Because the canvas requires manual drawing through scripting we need to leverage the 2d canvas API, through the canvas’ 2d context.
Clip paths in canvas are pretty straight forward. First we simply draw a path using the beginPath method on our context, followed by the drawing commands, then closePath.
ctx.beginPath();
ctx.arc(canvas.width / 2, canvas.height / 2, 200, 0, Math.PI * 2, false);
ctx.closePath();
ctx.clip();
Then we call clip() on the context. All the content we draw after this will be clipped by the path we just drew.
Masking in canvas works a little different in that there’s no specific mask property. Instead you leverage the canvas context’s globalCompositeOperation property. This can take a variety of values depending on how you want new content to influence the alpha channel or colors of the existing content.

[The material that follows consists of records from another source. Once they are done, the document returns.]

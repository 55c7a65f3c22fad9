pub mod atlas;
pub mod cli;
pub mod config;
pub mod error;
pub mod frame;
pub mod output;
pub mod packing;

pub use atlas::{Atlas, AtlasBuilder, BuildOutput, Entry};
pub use cli::{CliArgs, Command};
pub use error::AtlasError;
pub use frame::{Anchor, Animation, SourceFrame};
pub use packing::{Heuristic, MaxRectsPacker, Rect, Size};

For a full list of the supported compositing operations check out MDN (https://developer.mozilla.org/en-US/docs/Web/API/CanvasRenderingContext2D/globalCompositeOperation).
For normal luminance masks we use the value ‘destination-in’ and then proceed to draw our grayscale mask.

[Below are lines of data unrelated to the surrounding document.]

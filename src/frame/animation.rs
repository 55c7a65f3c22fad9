use serde::{Deserialize, Serialize};

/// Pivot point of a frame in its own pixel space, (0, 0) being the top left
#[derive(Debug, Clone, Copy, PartialEq, Serialize, Deserialize)]
pub struct Anchor {
    pub x: f32,
    pub y: f32,
}

impl Anchor {
    pub fn new(x: f32, y: f32) -> Self {
        Self { x, y }
    }
}

/// Playback data that travels with the layout. `anchors` is indexed by frame
/// index; frames past its end have no anchor.
#[derive(Debug, Clone, Default, PartialEq, Serialize)]
pub struct Animation {
    #[serde(skip_serializing_if = "Option::is_none")]
    pub fps: Option<u32>,
    #[serde(skip_serializing_if = "Vec::is_empty")]
    pub anchors: Vec<Anchor>,
}

impl Animation {
    pub fn anchor(&self, index: usize) -> Option<Anchor> {
        self.anchors.get(index).copied()
    }

    /// Whether anchors were given but not exactly one per frame
    pub fn anchors_mismatch(&self, frame_count: usize) -> bool {
        !self.anchors.is_empty() && self.anchors.len() != frame_count
    }
}

#[cfg(test)]
mod tests {
    use super::*;

    #[test]
    fn test_anchor_lookup() {
        let animation = Animation {
            fps: Some(12),
            anchors: vec![Anchor::new(16.0, 32.0), Anchor::new(8.0, 8.0)],
        };

        assert_eq!(animation.anchor(1), Some(Anchor::new(8.0, 8.0)));
        assert_eq!(animation.anchor(2), None);
        assert!(!animation.anchors_mismatch(2));
        assert!(animation.anchors_mismatch(3));
        assert!(!Animation::default().anchors_mismatch(3));
    }
}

ctx.globalCompositeOperation = 'destination-in';
ctx.drawImage(‘mylumamask’, 0, 0);
It’s important to remember canvas retains this as a global value. So when you’re done with your mask, you’ll need to set it back to the default, ‘source-over’ in order for things to draw correctly later.
ctx.globalCompositeOperation = ’source-over';The real power of canvas is that you can use it to dynamically draw content through interaction as well as use video. Combining these with masks can create some really interesting results. The issue with using video for masks though is that many browsers still do not support alpha channels in their videos. This means that we have to manually convert a luminance mask video into an alpha mask in order to have a video mask content in canvas.
This can be done by drawing the video on a separate offscreen canvas for processing. We then draw the video onto the offscreen canvas. Then using getImageData we can collect and iterate over the pixels, determining their color values. Since it’s a grayscale image we can simply pick the red color value and set each pixel’s alpha to red value. Then we can call putImageData back on that offscreen canvas to draw the processed image. We now have a video playing in our canvas converted from a luminance mask to an alpha mask. Then we can continue to draw that back into our original canvas with the ‘destination-in’ globalCompositeOperation. This is more performance intensive since we have to do per pixel reading and writing so it may have performance issues for large footage, but in lieu of alpha video support this will get the job done. Of course if the browser supports alpha video you can skip this step altogether.
function drawMask() {
videoctx.drawImage(video, 0, 0);
var imgd = videoctx.getImageData(0, 0, videocanvas.width, videocanvas.height),
pix = imgd.data,
i;
for (i = 0, n = pix.length; i < n; i += 4) {
pix[i + 3] = pix[i];
}
videoctx.putImageData(imgd, 0, 0);
}